Community guidelines are one of the most important documents a platform will ever publish. They set the tone for the entire userbase, communicate the values of the platform, and give users the framework they need to have a good experience. They're also documents that nobody reads until something goes wrong.

I've been writing community guidelines for most of my career in Trust and Safety, first at OkCupid and then at Grindr, where I was the only person doing it for years. Now, at Musubi, I spend a lot of time helping platforms take their existing written policies and operationalise them in ways that LLMs can enforce. That experience has sharpened my view on what makes a policy work and what makes it fail in ways that aren't always obvious until you're in the middle of it.
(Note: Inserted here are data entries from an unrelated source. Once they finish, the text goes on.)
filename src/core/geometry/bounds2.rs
use super::vector2::*;

/// Half-open integer rectangle `[min, max)`.
#[derive(Debug, PartialEq, Eq, Default, Copy, Clone)]
pub struct Bounds2i {
    pub min: Vector2i,
    pub max: Vector2i,
}

impl Bounds2i {
    pub fn new(min: &Vector2i, max: &Vector2i) -> Self {
        Bounds2i {
            min: *min,
            max: *max,
        }
    }

    /// Rectangle from an origin and a size.
    pub fn from_xywh(x: i32, y: i32, w: i32, h: i32) -> Self {
        Bounds2i {
            min: Vector2i::new(x, y),
            max: Vector2i::new(x + w, y + h),
        }
    }

    pub fn area(&self) -> i32 {
        let d = self.diagonal();
        if d.x <= 0 || d.y <= 0 {
            return 0;
        }
        return d.x * d.y;
    }

    pub fn diagonal(&self) -> Vector2i {
        return self.max - self.min;
    }

    pub fn is_empty(&self) -> bool {
        return self.min.x >= self.max.x || self.min.y >= self.max.y;
    }

    pub fn inside_exclusive(&self, p: &Vector2i) -> bool {
        return p.x >= self.min.x && p.x < self.max.x && p.y >= self.min.y && p.y < self.max.y;
    }

    pub fn clamp_point(&self, p: &Vector2i) -> Vector2i {
        Vector2i::new(
            p.x.clamp(self.min.x, self.max.x),
            p.y.clamp(self.min.y, self.max.y),
        )
    }
}

impl From<((i32, i32), (i32, i32))> for Bounds2i {
    fn from(v: ((i32, i32), (i32, i32))) -> Self {
        Bounds2i::new(&Vector2i::from(v.0), &Vector2i::from(v.1))
    }
}

#[cfg(test)]
mod tests {
    use super::*;

    #[test]
    fn test_001() {
        let b = Bounds2i::from_xywh(4, 8, 16, 2);
        assert_eq!(b.area(), 32);
        assert!(b.inside_exclusive(&Vector2i::new(4, 8)));
        assert!(!b.inside_exclusive(&Vector2i::new(20, 8)));
        assert_eq!(b.clamp_point(&Vector2i::new(-3, 40)), Vector2i::new(4, 10));
        assert!(Bounds2i::from(((2, 2), (2, 5))).is_empty());
    }
}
This guide reflects that perspective. It's aimed at T&S practitioners across the full range of platform sizes, and the advice scales accordingly. Not every step here requires months of research and a roster of external stakeholders, but it’s great if you do have those resources. What matters is that you do some version of each step, even if you're doing it in a week rather than a quarter.
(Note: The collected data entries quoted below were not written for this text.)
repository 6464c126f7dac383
use super::device_task::*;
use crate::core::buffers::*;
use crate::core::error::*;

use serde::{Deserialize, Serialize};
use std::thread::available_parallelism;

#[derive(Debug, PartialEq, Eq, Default, Copy, Clone, Serialize, Deserialize)]
#[serde(rename_all = "snake_case")]
pub enum DeviceType {
    #[default]
    Cpu,
    Cuda,
    OpenCl,
    Network,
    Multi,
}

#[derive(Debug, PartialEq, Default, Clone)]
pub struct DeviceInfo {
    pub device_type: DeviceType,
    pub description: String,
    pub id: String,
    pub num: usize,
    pub multi_devices: Vec<DeviceInfo>,
}

impl DeviceInfo {
    pub fn cpu(num: usize) -> Self {
        DeviceInfo {
            device_type: DeviceType::Cpu,
            description: String::from("CPU"),
            id: format!("CPU_{}", num),
            num,
            multi_devices: Vec::new(),
        }
    }

    /// Devices that share the tile display with the host's graphics context.
    pub fn is_gpu(&self) -> bool {
        return matches!(self.device_type, DeviceType::Cuda | DeviceType::OpenCl);
    }
}

/// Kernel features a scene needs; drives kernel specialization.
#[derive(Debug, PartialEq, Eq, Default, Clone)]
pub struct DeviceRequestedFeatures {
    pub experimental: bool,
    pub max_closure: i32,
    pub use_hair: bool,
    pub use_object_motion: bool,
    pub use_camera_motion: bool,
    pub use_baking: bool,
    pub use_denoising: bool,
}

/// Asynchronous executor of device tasks.
///
/// `task_add` returns immediately; `task_wait` blocks until every submitted
/// task completed and clears a pending `task_cancel`.
pub trait Device: Send + Sync {
    fn info(&self) -> &DeviceInfo;
    fn load_kernels(&self, features: &DeviceRequestedFeatures) -> SessionResult<()>;
    fn task_add(&self, task: DeviceTask);
    fn task_wait(&self);
    fn task_cancel(&self);
    fn error_message(&self) -> Option<String>;
    fn const_copy_to(&self, name: &str, data: &[u8]);

    fn map_tile(&self, sub_device: &DeviceInfo, rtile: &mut RenderTile) {
        rtile.device = self.device_number(sub_device);
    }

    fn device_number(&self, _sub_device: &DeviceInfo) -> usize {
        return 0;
    }
}

pub fn available_devices() -> Vec<DeviceInfo> {
    let threads = available_parallelism().map(|n| n.get()).unwrap_or(1);
    let mut info = DeviceInfo::cpu(0);
    info.description = format!("CPU ({} threads)", threads);
    return vec![info];
}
Where writing platform policies fall down

The fundamental problem with most platform or community guidelines is that they're written for the wrong reasons and targeted at the wrong people.
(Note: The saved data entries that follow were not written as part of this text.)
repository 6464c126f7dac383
pub mod error;

pub use error::*;
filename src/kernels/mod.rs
pub mod gradient;
pub mod noise;

pub use gradient::*;
pub use noise::*;
use super::device::*;
use crate::core::buffers::*;
use crate::core::geometry::*;

use std::sync::Arc;
use std::sync::Mutex;

/// Calls a device makes back into the session while running a render task.
///
/// All methods may be called concurrently from device worker threads.
pub trait TileCallbacks: Send + Sync {
    fn acquire_tile(&self, tile_device: &DeviceInfo, rtile: &mut RenderTile) -> bool;
    fn release_tile(&self, rtile: &mut RenderTile);
    fn get_neighbor_tiles(&self, tiles: &mut [RenderTile; 9]);
    fn update_tile_sample(&self, rtile: &mut RenderTile);
    fn update_progress_sample(&self);
    fn get_cancel(&self) -> bool;
}

#[derive(Clone)]
pub struct RenderTask {
    pub callbacks: Arc<dyn TileCallbacks>,
    /// Finish every claimed tile's samples even after a cancel.
    pub need_finish_queue: bool,
    pub requested_tile_size: Vector2i,
}

/// Converts accumulated samples of `buffers` into display pixels.
#[derive(Clone)]
pub struct FilmConvertTask {
    pub x: i32,
    pub y: i32,
    pub w: i32,
    pub h: i32,
    pub offset: i32,
    pub stride: i32,
    pub sample: i32,
    pub buffers: SharedRenderBuffers,
    pub rgba: SharedDisplayPixels,
}

/// Evaluates the shader kernel over `input[x..x + w]`.
#[derive(Clone)]
pub struct ShaderTask {
    pub x: usize,
    pub w: usize,
    pub input: Arc<Vec<[f32; 4]>>,
    pub output: Arc<Mutex<Vec<[f32; 4]>>>,
}

#[derive(Clone)]
pub enum DeviceTask {
    Render(RenderTask),
    Denoise(RenderTask),
    FilmConvert(FilmConvertTask),
    Shader(ShaderTask),
}

impl DeviceTask {
    pub fn name(&self) -> &'static str {
        match self {
            DeviceTask::Render(_) => "render",
            DeviceTask::Denoise(_) => "denoise",
            DeviceTask::FilmConvert(_) => "film_convert",
            DeviceTask::Shader(_) => "shader",
        }
    }
}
The reasons are typically one of the following:

  • To protect the platform legally.
  • To make enforcement easier.
  • To give communications teams something to point to when a bad press cycle hits.

While these are all real needs, they tend to yield documents full of passive-voice legalese and long lists of prohibited behaviours, framed as though the person reading them is a potential bad actor.

That speaks to the issue of who’s reading these guidelines. The people who typically read platform or community guidelines are those trying to understand the rules so they can follow them, or those who sent a report and want to confirm that what they saw actually violates a policy. People who plan to harass users or run scam accounts or violate the guidelines in some way are rarely consulting your guidelines first to make sure they're staying within bounds of what’s acceptable. The people reading your guidelines are, for the most part, trying to understand the rules so they can follow them, or they've just filed a report and want to confirm that what they saw actually violates a policy. Your guidelines should be written for those people.

There are a few other tensions that make policy writing hard:

  • Specificity vs vagueness (by intention): If your policies are too vague, users don't understand the rules and your enforcement is inconsistent with no written standard to anchor them. If they're too specific, sophisticated bad actors will reverse-engineer them to stay just below the line, and you'll struggle to address new harms that weren't anticipated when the document was written. The right level of detail requires genuine judgment rather than a template.
  • Specificity vs vagueness (by accident): Words like "egregious," "excessive," and "inappropriate" appear constantly in community guidelines and do almost no work. At Musubi, part of what I do is help platforms translate their written policies into something an LLM can actually apply at scale. LLMs don't handle vague language well at all. When you're forced to answer questions like "what does 'excessive' actually mean in this context?" you realise you should have answered them the first time around. That clarity benefits everyone, including your users.
  • Regional vs global: If you're running a global platform, you're constantly navigating the fact that social norms differ significantly across regions and communities. A policy that feels neutral and obvious in one cultural context may be confusing or harmful in another. Most platforms default to global policies for practical reasons, but it's worth being clear-eyed about the tradeoffs.
  • Theoretical vs enforceable: It’s easy to write “ideal” policies that can’t actually be enforced effectively at scale. A policy you can't enforce consistently and fairly isn't actually a policy. It's a document that creates expectations you can't meet, which is often worse than having no written policy at all. Users will notice the inconsistency and lose trust faster than if the rule had never been stated.